Jesus’ baptism sets the example for us…

Jesus’ baptism was the Genesis of his life and ministry. The beginning of his traveling, calling, teaching, and healing… Baptism for us is the Genesis of our Christian life and our ministry as followers of Jesus Christ. Is an initiation into the Christian faith… It is that initial sacrament through which God adopts us as Children of God… it initiates us and makes us full members and allows us to be fully included into Christ’s Body the Church by water and the Holy Spirit. 

And our baptism is witnessed by the whole community and the whole community makes promises to help us live into our Baptism… In a few minutes, we will once again stand with Annie as she takes her baptismal vows and re-new our own vows… those promises that commit our lives to Christ… 

And we know, that regardless of the age we were when we were baptized, that God’s grace came raining down on us to adopt us as children of God and make recipients of the Holy Spirit… and we also had a Christian community backing us up…

See, the Christian life doesn’t occur in a vacuum it is not just “God and me” or a “Jesus and me”… It is experienced in a Community gathered, a community of Christ adopted by God and empowered by the Holy Spirit.
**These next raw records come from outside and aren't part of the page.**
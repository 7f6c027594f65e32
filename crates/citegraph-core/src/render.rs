use glam::Vec2;

use crate::layout::{SimNode, Simulation};
use crate::viewport::ViewportTransform;
use crate::{GraphKind, NodeId};

/// Minimum hit radius in world units.
pub const MIN_HIT_RADIUS: f32 = 14.0;
pub const LABEL_GAP: f32 = 2.0;
pub const LABEL_FONT_SIZE: f32 = 12.0;

const ARROW_LENGTH: f32 = 6.0;
const ARROW_HALF_WIDTH: f32 = 4.0;
const EDGE_START_GAP: f32 = 2.0;
const EDGE_END_GAP: f32 = 4.0;

/// Straight (non-premultiplied) RGBA.
#[derive(Debug, Clone, Copy, PartialEq)]
pub struct Rgba {
    pub r: u8,
    pub g: u8,
    pub b: u8,
    pub a: f32,
}

impl Rgba {
    pub const fn new(r: u8, g: u8, b: u8, a: f32) -> Self {
        Self { r, g, b, a }
    }
}

pub const FOCAL_FILL: Rgba = Rgba::new(0x1e, 0x90, 0xff, 1.0);
pub const NODE_FILL: Rgba = Rgba::new(0x64, 0x74, 0x8b, 1.0);
pub const LABEL_COLOR: Rgba = Rgba::new(0x11, 0x18, 0x27, 1.0);
pub const HOVER_RING: Rgba = Rgba::new(0x0f, 0x17, 0x2a, 0.8);
const EDGE_RGB: (u8, u8, u8) = (100, 116, 139);
const EDGE_ALPHA: f32 = 0.55;
const FOCAL_EDGE: Rgba = Rgba::new(59, 130, 246, 0.85);

/// Node radius as a function of weight, shared by drawing and hit-testing.
#[derive(Debug, Clone, Copy, PartialEq)]
pub struct RadiusScale {
    kind: GraphKind,
    max_weight: f32,
}

impl RadiusScale {
    pub fn new(kind: GraphKind, max_weight: u32) -> Self {
        Self {
            kind,
            max_weight: max_weight.max(1) as f32,
        }
    }

    pub fn for_nodes(kind: GraphKind, nodes: &[SimNode]) -> Self {
        Self::new(kind, nodes.iter().map(|n| n.weight).max().unwrap_or(0))
    }

    pub fn radius(&self, weight: u32) -> f32 {
        let t = (weight as f32 / self.max_weight).clamp(0.0, 1.0);
        match self.kind {
            GraphKind::Author => 8.0 + 18.0 * t,
            GraphKind::Citation => 8.0 + 18.0 * t.sqrt(),
        }
    }

    pub fn hit_radius(&self, weight: u32) -> f32 {
        self.radius(weight).max(MIN_HIT_RADIUS)
    }
}

pub fn label_limit(kind: GraphKind) -> usize {
    match kind {
        GraphKind::Author => 20,
        GraphKind::Citation => 30,
    }
}

/// Cuts to `max` characters, the last being an ellipsis.
pub fn truncate_label(label: &str, max: usize) -> String {
    if label.chars().count() <= max {
        return label.to_string();
    }
    let mut out: String = label.chars().take(max.saturating_sub(1)).collect();
    out.push('…');
    out
}

pub fn tooltip_lines(kind: GraphKind, node: &SimNode) -> [String; 2] {
    match kind {
        GraphKind::Author => [node.label.clone(), format!("papers: {}", node.weight)],
        GraphKind::Citation => {
            let head = match node.year {
                Some(year) => format!("{} ({year})", node.label),
                None => node.label.clone(),
            };
            [head, format!("cited: {}", node.weight)]
        }
    }
}

#[derive(Debug, Clone, PartialEq)]
pub struct EdgeShape {
    pub start: Vec2,
    pub end: Vec2,
    pub color: Rgba,
    /// Filled triangles, tip first.
    pub arrows: Vec<[Vec2; 3]>,
}

#[derive(Debug, Clone, PartialEq)]
pub struct NodeShape {
    pub id: NodeId,
    pub center: Vec2,
    pub radius: f32,
    pub fill: Rgba,
    pub hovered: bool,
    pub label: String,
    /// Bottom-center of the label text.
    pub label_anchor: Vec2,
    pub font_size: f32,
}

/// One frame's drawing list in surface coordinates: edges first, then nodes.
#[derive(Debug, Clone, Default, PartialEq)]
pub struct Scene {
    pub edges: Vec<EdgeShape>,
    pub nodes: Vec<NodeShape>,
}

impl Scene {
    pub fn is_empty(&self) -> bool {
        self.nodes.is_empty()
    }
}

fn arrow(tip: Vec2, dir: Vec2) -> [Vec2; 3] {
    let base = tip - dir * ARROW_LENGTH;
    let perp = dir.perp() * ARROW_HALF_WIDTH;
    [tip, base + perp, base - perp]
}

fn author_edge_color(weight: u32) -> Rgba {
    let alpha = (0.2 + (1.0 + weight as f32).ln() * 0.25).min(0.9);
    Rgba::new(EDGE_RGB.0, EDGE_RGB.1, EDGE_RGB.2, EDGE_ALPHA * alpha)
}

pub fn compose(
    kind: GraphKind,
    sim: &Simulation,
    transform: &ViewportTransform,
    focal: Option<&NodeId>,
    hovered: Option<&NodeId>,
) -> Scene {
    let nodes = sim.nodes();
    let radius = RadiusScale::for_nodes(kind, nodes);
    let mut scene = Scene::default();

    for e in sim.edges() {
        let (a, b) = (&nodes[e.source], &nodes[e.target]);
        match kind {
            GraphKind::Author => scene.edges.push(EdgeShape {
                start: transform.to_surface(a.pos),
                end: transform.to_surface(b.pos),
                color: author_edge_color(e.weight),
                arrows: Vec::new(),
            }),
            GraphKind::Citation => {
                let delta = b.pos - a.pos;
                let len = delta.length();
                if !(len > 1e-4) {
                    continue;
                }
                let u = delta / len;
                let mut start = a.pos + u * (radius.radius(a.weight) + EDGE_START_GAP);
                let end = b.pos - u * (radius.radius(b.weight) + EDGE_END_GAP);
                let mut arrows = vec![arrow(end, u)];
                if e.mutual {
                    start = a.pos + u * (radius.radius(a.weight) + EDGE_END_GAP);
                    arrows.push(arrow(start, -u));
                }
                let on_focal = focal.is_some_and(|f| *f == a.id || *f == b.id);
                let color = if on_focal {
                    FOCAL_EDGE
                } else {
                    Rgba::new(EDGE_RGB.0, EDGE_RGB.1, EDGE_RGB.2, EDGE_ALPHA)
                };
                scene.edges.push(EdgeShape {
                    start: transform.to_surface(start),
                    end: transform.to_surface(end),
                    color,
                    arrows: arrows
                        .into_iter()
                        .map(|tri| tri.map(|p| transform.to_surface(p)))
                        .collect(),
                });
            }
        }
    }

    let limit = label_limit(kind);
    for n in nodes {
        let r = radius.radius(n.weight);
        scene.nodes.push(NodeShape {
            id: n.id.clone(),
            center: transform.to_surface(n.pos),
            radius: r * transform.scale,
            fill: if focal == Some(&n.id) { FOCAL_FILL } else { NODE_FILL },
            hovered: hovered == Some(&n.id),
            label: truncate_label(&n.label, limit),
            label_anchor: transform.to_surface(n.pos - Vec2::new(0.0, r + LABEL_GAP)),
            font_size: LABEL_FONT_SIZE * transform.scale,
        });
    }

    scene
}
Through our participation, we become the beloved of God those favored by God and we are given the task of doing God’s work in the world.

We know most assuredly that Jesus Christ is God… And that God came to this world as one of us to redeem us, to restore us to God’s favor, so that we might become his Children and therefore heirs of the Kingdom of God, - to forever be in the presence of the One who created us.
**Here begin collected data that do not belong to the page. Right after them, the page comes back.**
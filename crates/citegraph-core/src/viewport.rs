use glam::Vec2;
use serde::{Deserialize, Serialize};

use crate::layout::ParamsError;
use crate::GraphKind;

#[derive(Debug, Clone, Copy, PartialEq, Serialize, Deserialize)]
#[serde(default)]
pub struct ZoomParams {
    pub min_scale: f32,
    pub max_scale: f32,
    /// Scale factor per wheel unit is `exp(-delta * sensitivity)`.
    pub sensitivity: f32,
}

impl Default for ZoomParams {
    fn default() -> Self {
        Self {
            min_scale: 0.4,
            max_scale: 3.0,
            sensitivity: 0.0015,
        }
    }
}

impl ZoomParams {
    pub fn validate(&self) -> Result<(), ParamsError> {
        let positive = |name, v: f32| {
            if v.is_finite() && v > 0.0 {
                Ok(())
            } else {
                Err(ParamsError::OutOfRange { name, value: v })
            }
        };
        positive("min_scale", self.min_scale)?;
        positive("max_scale", self.max_scale)?;
        positive("sensitivity", self.sensitivity)?;
        if self.min_scale > self.max_scale {
            return Err(ParamsError::EmptyZoomRange {
                min: self.min_scale,
                max: self.max_scale,
            });
        }
        Ok(())
    }
}

/// World → surface mapping: `surface = world * scale + offset`.
#[derive(Debug, Clone, Copy, PartialEq)]
pub struct ViewportTransform {
    pub scale: f32,
    pub offset: Vec2,
}

impl Default for ViewportTransform {
    fn default() -> Self {
        Self {
            scale: 1.0,
            offset: Vec2::ZERO,
        }
    }
}

impl ViewportTransform {
    pub fn to_surface(&self, world: Vec2) -> Vec2 {
        world * self.scale + self.offset
    }

    pub fn to_world(&self, surface: Vec2) -> Vec2 {
        (surface - self.offset) / self.scale
    }

    pub fn pan_by(&mut self, delta: Vec2) {
        self.offset += delta;
    }

    /// Zooms about `pointer` so the world point under it stays put. The
    /// resulting scale is clamped to the configured bounds.
    pub fn zoom_at(&mut self, pointer: Vec2, delta: f32, params: &ZoomParams) {
        let factor = (-delta * params.sensitivity).exp();
        let target = (self.scale * factor).clamp(params.min_scale, params.max_scale);
        if !target.is_finite() || target == self.scale {
            return;
        }
        let anchor = self.to_world(pointer);
        self.scale = target;
        self.offset = pointer - anchor * target;
    }
}

#[derive(Debug, Clone, thiserror::Error, PartialEq)]
pub enum SurfaceError {
    #[error("surface size {width}x{height} is not usable")]
    InvalidSize { width: f32, height: f32 },
    #[error("device pixel ratio {0} is not usable")]
    InvalidScale(f32),
}

/// Smallest logical size the view will lay out into.
pub fn min_surface(kind: GraphKind) -> Vec2 {
    match kind {
        GraphKind::Author => Vec2::new(320.0, 420.0),
        GraphKind::Citation => Vec2::new(480.0, 480.0),
    }
}

/// Drawing surface in logical pixels, with an integer backing scale.
#[derive(Debug, Clone, Copy, PartialEq)]
pub struct Surface {
    logical: Vec2,
    dpr: u32,
    min: Vec2,
}

impl Surface {
    pub fn new(width: f32, height: f32, dpr: f32, min: Vec2) -> Result<Self, SurfaceError> {
        let mut surface = Self {
            logical: min,
            dpr: 1,
            min,
        };
        surface.resize(width, height, dpr)?;
        Ok(surface)
    }

    /// Non-empty sizes below the minimum are raised to it; fractional ratios floor to
    /// an integer no smaller than 1.
    pub fn resize(&mut self, width: f32, height: f32, dpr: f32) -> Result<(), SurfaceError> {
        if !width.is_finite() || !height.is_finite() || width <= 0.0 || height <= 0.0 {
            return Err(SurfaceError::InvalidSize { width, height });
        }
        if !dpr.is_finite() {
            return Err(SurfaceError::InvalidScale(dpr));
        }
        self.logical = Vec2::new(width, height).max(self.min);
        self.dpr = dpr.floor().max(1.0) as u32;
        Ok(())
    }

    pub fn logical_size(&self) -> Vec2 {
        self.logical
    }

    pub fn dpr(&self) -> u32 {
        self.dpr
    }

    pub fn pixel_size(&self) -> (u32, u32) {
        let px = self.logical * self.dpr as f32;
        (px.x.round() as u32, px.y.round() as u32)
    }

    pub fn center(&self) -> Vec2 {
        self.logical * 0.5
    }
}

#[cfg(test)]
mod tests {
    use super::*;

    #[test]
    fn zoom_keeps_point_under_pointer() {
        let mut t = ViewportTransform {
            scale: 1.2,
            offset: Vec2::new(30.0, -12.0),
        };
        let pointer = Vec2::new(250.0, 180.0);
        let before = t.to_world(pointer);
        t.zoom_at(pointer, -200.0, &ZoomParams::default());
        assert!(t.scale > 1.2);
        assert!(t.to_world(pointer).distance(before) < 1e-3);
    }

    #[test]
    fn zoom_params_need_a_usable_range() {
        assert!(ZoomParams::default().validate().is_ok());
        let inverted = ZoomParams {
            min_scale: 3.0,
            max_scale: 0.4,
            ..ZoomParams::default()
        };
        assert!(matches!(inverted.validate(), Err(ParamsError::EmptyZoomRange { .. })));
        let nan = ZoomParams {
            sensitivity: f32::NAN,
            ..ZoomParams::default()
        };
        assert!(nan.validate().is_err());
    }

    #[test]
    fn zoom_clamps_to_bounds() {
        let p = ZoomParams::default();
        let mut t = ViewportTransform::default();
        t.zoom_at(Vec2::ZERO, -1e6, &p);
        assert_eq!(t.scale, 3.0);
        t.zoom_at(Vec2::ZERO, 1e6, &p);
        assert_eq!(t.scale, 0.4);
    }

    #[test]
    fn round_trip_through_transform() {
        let t = ViewportTransform {
            scale: 0.75,
            offset: Vec2::new(10.0, 20.0),
        };
        let w = Vec2::new(-42.0, 17.5);
        assert!(t.to_world(t.to_surface(w)).distance(w) < 1e-4);
    }

    #[test]
    fn surface_enforces_minimum_and_integer_ratio() {
        let s = Surface::new(100.0, 900.0, 1.75, min_surface(GraphKind::Author)).unwrap();
        assert_eq!(s.logical_size(), Vec2::new(320.0, 900.0));
        assert_eq!(s.dpr(), 1);
        assert_eq!(s.pixel_size(), (320, 900));

        let s = Surface::new(800.0, 600.0, 2.5, min_surface(GraphKind::Citation)).unwrap();
        assert_eq!(s.dpr(), 2);
        assert_eq!(s.pixel_size(), (1600, 1200));
        assert_eq!(s.center(), Vec2::new(400.0, 300.0));

        let s = Surface::new(800.0, 600.0, 0.5, Vec2::ZERO).unwrap();
        assert_eq!(s.dpr(), 1);
    }

    #[test]
    fn surface_rejects_empty_or_non_finite_input() {
        assert!(Surface::new(f32::NAN, 10.0, 1.0, Vec2::ZERO).is_err());
        assert_eq!(
            Surface::new(0.0, 10.0, 1.0, Vec2::ZERO),
            Err(SurfaceError::InvalidSize {
                width: 0.0,
                height: 10.0
            })
        );
        assert_eq!(
            Surface::new(10.0, 10.0, f32::INFINITY, Vec2::ZERO),
            Err(SurfaceError::InvalidScale(f32::INFINITY))
        );
    }
}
Baptism clothes us with God’s grace and surrounds us with God’s light and protection. It gives us a “new life” in Christ… God gathers us as a community, and gives us identity… our only true identity as God’s Children… 

Then God empowers us by the Holy Spirit to act… to act and build up the Kingdom of God.

(Please Stand)
Therefore, brothers and sisters, I call upon you now, to renew the solemn promises and vows of Holy Baptism, by which we once renounced Satan and all his works, and promised to serve God faithfully in his Holy Catholic Church.